Back To Blogs

Dude where's my store? using geo distance search queries with Elasticsearch to provide store locator experience

By: Ram Gopinathan

2018-05-24

In this post, I will walk through how we use geo distance search queries with Elasticsearch to provide “find a store” experience within our mobile application. Currently, the microservice that powers this experience in our mobile app is developed using Vert.x which is a Java based framework that is quite commonly used for developing microservices. We recently ported this service to a serverless application and decided to develop in golang.

Interacting with Elasticsearch

Since we decided to develop the new services in golang, we needed a golang SDK to interact with Elasticsearch as we didn’t want to write low-level REST/HTTP calls to Elasticsearch APIs. With a bit of research on the interwebz, I came across two options,

I ended up settling with the third party SDK mainly for reasons listed below:

  1. Official GitHub repo for Elasticsearch Golang SDK doesn’t seem to be under active development. We noticed open PRs from Sept of 2017 and 0 releases. It did not look like it’s ready for any production workloads.

  2. Design for the third party library seemed to be well thought out and clean, specifically the use of builder pattern. Resulting code written was much more readable and maintainable than dealing with JSON documents and low level REST API calls to Elasticsearch APIs.

High level solution design

There are two primary components of the architecture diagram above

  1. Indexer function accepts a CSV feed of all the stores and does an upsert into an Elasticsearch index. Indexer service also exposes some admin operations such as creation of index, deletion of index, etc.

  2. Query function accepts a lat/lon value as well as radius and returns a list of stores.

Indexer function

As mentioned before indexer service exposes admin operations such as creation of index as well as deleting indexes etc. Table below shows the REST endpoints for this service.

Path Method Description
/1.0/admin/index POST Create a new index
/1.0/admin/index/{indexName} DELETE Delete index
/1.0/index/{indexName} PUT Add records in CSV file posted to elastic search index

To enable geo searches, we have to manually create the mapping and explicitly set the field mapping at the time of index creation.

const mapping = `
{
    "settings":{
        "number_of_shards": %v,
        "number_of_replicas": %v
    },
    "mappings":{
        "store":{
            "_source" : { "enabled" : true },
            "properties":{
                "location":{
                    "type":"geo_point"
                }
            }
        }
    }
}`

In the code above, you can see we are specifying the location field for store as geo point so that we can provide latitude/longitude pair at the time of indexing.

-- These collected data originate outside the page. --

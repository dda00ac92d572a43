//! No-mock configuration loading + resolution tests.
//!
//! Covers:
//! - Parameter and run config parsing against real fixture files
//! - Combined validation and conversion to the unified error type
//! - Resolution order (CLI > env > config dir)

use ppm_config::resolve::{resolve_config, ConfigSource, ENV_CONFIG_DIR, ENV_PARAMS_PATH, ENV_RUN_CONFIG_PATH};
use ppm_config::{
    Config, DecodeVariant, FailurePolicy, ModelParameters, PrefixSource, RunConfig,
    ValidationError, VectorizerKind,
};
use std::env;
use std::fs;
use std::path::{Path, PathBuf};
use std::sync::{Mutex, OnceLock};
use tempfile::TempDir;

static ENV_LOCK: OnceLock<Mutex<()>> = OnceLock::new();

fn fixtures_dir() -> PathBuf {
    Path::new(env!("CARGO_MANIFEST_DIR"))
        .join("tests")
        .join("fixtures")
}

fn fixture(name: &str) -> PathBuf {
    fixtures_dir().join(name)
}

struct EnvGuard {
    keys: Vec<String>,
    saved: Vec<Option<String>>,
}

impl EnvGuard {
    fn new(keys: &[&str]) -> Self {
        let saved = keys.iter().map(|k| env::var(k).ok()).collect();
        for key in keys {
            env::remove_var(key);
        }
        Self {
            keys: keys.iter().map(|k| k.to_string()).collect(),
            saved,
        }
    }
}

impl Drop for EnvGuard {
    fn drop(&mut self) {
        for (key, saved) in self.keys.iter().zip(&self.saved) {
            match saved {
                Some(val) => env::set_var(key, val),
                None => env::remove_var(key),
            }
        }
    }
}

fn with_env_lock<T>(f: impl FnOnce() -> T) -> T {
    let _guard = ENV_LOCK
        .get_or_init(|| Mutex::new(()))
        .lock()
        .expect("env lock poisoned");
    f()
}

#[test]
fn single_timestamp_params_fixture_loads() {
    let params = ModelParameters::from_file(&fixture("params_single.json")).unwrap();
    assert_eq!(params.time_dim(), 5);
    assert_eq!(params.max_predictions(), 4);
    assert_eq!(params.file_name.as_deref(), Some("purchasing.csv"));
    ppm_config::validate::validate_params(&params).unwrap();
}

#[test]
fn dual_timestamp_params_fixture_loads() {
    let params = ModelParameters::from_file(&fixture("params_dual.json")).unwrap();
    assert!(!params.one_timestamp);
    assert_eq!(params.vectorizer, VectorizerKind::Inter);
    assert_eq!(params.scale_args.wait().and_then(|w| w.max_value), Some(86400.0));
    ppm_config::validate::validate_params(&params).unwrap();
}

#[test]
fn full_config_loads_with_snapshot() {
    let paths = resolve_config(
        Some(&fixture("params_single.json")),
        Some(&fixture("run_multi.toml")),
    );
    let config = Config::load(&paths).unwrap();
    assert_eq!(config.run.variant, DecodeVariant::MultiPred);
    assert_eq!(config.run.on_case_error, FailurePolicy::SkipCase);
    assert_eq!(config.run.read_options.timeformat, "%Y-%m-%d %H:%M:%S");
    assert_eq!(config.snapshot.summary.prediction_count, 3);
    assert_eq!(config.snapshot.summary.seed, Some(42));
    assert!(!config.snapshot.run_is_default());
    assert_eq!(config.snapshot.params_hash.len(), 64);
}

#[test]
fn dual_config_loads_from_json_run_file() {
    let paths = resolve_config(
        Some(&fixture("params_dual.json")),
        Some(&fixture("run_dual.json")),
    );
    let config = Config::load(&paths).unwrap();
    assert_eq!(config.run.prefix_source, PrefixSource::Prediction { start_prefix: 1 });
}

#[test]
fn too_many_predictions_rejected() {
    let paths = resolve_config(
        Some(&fixture("params_single.json")),
        Some(&fixture("run_too_many.yaml")),
    );
    let err = Config::load(&paths).unwrap_err();
    assert_eq!(
        err,
        ValidationError::PredictionCount {
            requested: 10,
            max: 4
        }
    );
    let unified: ppm_common::Error = err.into();
    assert_eq!(unified.code(), 32);
}

#[test]
fn bogus_norm_method_rejected() {
    let paths = resolve_config(Some(&fixture("params_bad_method.json")), None);
    let err = Config::load(&paths).unwrap_err();
    assert_eq!(err, ValidationError::UnknownNormMethod("bogus".to_string()));
}

#[test]
fn missing_params_file_is_io_error() {
    let paths = resolve_config(Some(Path::new("/nonexistent/params.json")), None);
    assert!(matches!(
        Config::load(&paths),
        Err(ValidationError::IoError(_))
    ));
}

#[test]
fn unsupported_run_config_extension_rejected() {
    let dir = TempDir::new().unwrap();
    let run = dir.path().join("run.ini");
    fs::write(&run, "variant=arg_max").unwrap();
    assert!(matches!(
        RunConfig::from_file(&run),
        Err(ValidationError::ParseError(_))
    ));
}

#[test]
fn env_vars_resolve_when_no_cli_paths() {
    with_env_lock(|| {
        let _guard = EnvGuard::new(&[ENV_PARAMS_PATH, ENV_RUN_CONFIG_PATH, ENV_CONFIG_DIR]);
        env::set_var(ENV_PARAMS_PATH, fixture("params_single.json"));

        let paths = resolve_config(None, None);
        assert_eq!(paths.params_source, ConfigSource::Environment);
        assert_eq!(paths.params.as_deref(), Some(fixture("params_single.json").as_path()));

        let config = Config::load(&paths).unwrap();
        assert_eq!(config.run, RunConfig::default());
    });
}

#[test]
fn config_dir_env_var_finds_both_files() {
    with_env_lock(|| {
        let _guard = EnvGuard::new(&[ENV_PARAMS_PATH, ENV_RUN_CONFIG_PATH, ENV_CONFIG_DIR]);
        let dir = TempDir::new().unwrap();
        fs::copy(fixture("params_single.json"), dir.path().join("params.json")).unwrap();
        fs::copy(fixture("run_multi.toml"), dir.path().join("run.toml")).unwrap();
        env::set_var(ENV_CONFIG_DIR, dir.path());

        let paths = resolve_config(None, None);
        assert_eq!(paths.params_source, ConfigSource::Environment);
        assert_eq!(paths.run_source, ConfigSource::Environment);
        assert_eq!(paths.run.as_deref(), Some(dir.path().join("run.toml").as_path()));
    });
}

#[test]
fn cli_path_beats_env() {
    with_env_lock(|| {
        let _guard = EnvGuard::new(&[ENV_PARAMS_PATH, ENV_RUN_CONFIG_PATH, ENV_CONFIG_DIR]);
        env::set_var(ENV_PARAMS_PATH, fixture("params_dual.json"));

        let paths = resolve_config(Some(&fixture("params_single.json")), None);
        assert_eq!(paths.params_source, ConfigSource::CliArgument);
        assert_eq!(paths.params.as_deref(), Some(fixture("params_single.json").as_path()));
    });
}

Using the Elasticsearch SDK for Golang, we create store locator index as shown in the code below

exists, _ := p.client.IndexExists(indexName).Do(p.context)
if !exists {
    result, err := p.client.CreateIndex(indexName).
        BodyString(mapping).
        Pretty(true).
        Do(p.context)

    if err != nil {
        return err
    }
    log.Printf("Acknowledged : %v Shards Acknowledged : %v", result.Acknowledged, result.ShardsAcknowledged)
} else {
    return fmt.Errorf("Index %s already exists", indexName)
}
return nil

You can see in the code example above; we are checking to see if the index already exists before creating and using the BodyString method to specify additional index parameters that we discussed earlier.

For this post, we can use CURL To index store data feed in CSV file as shown below.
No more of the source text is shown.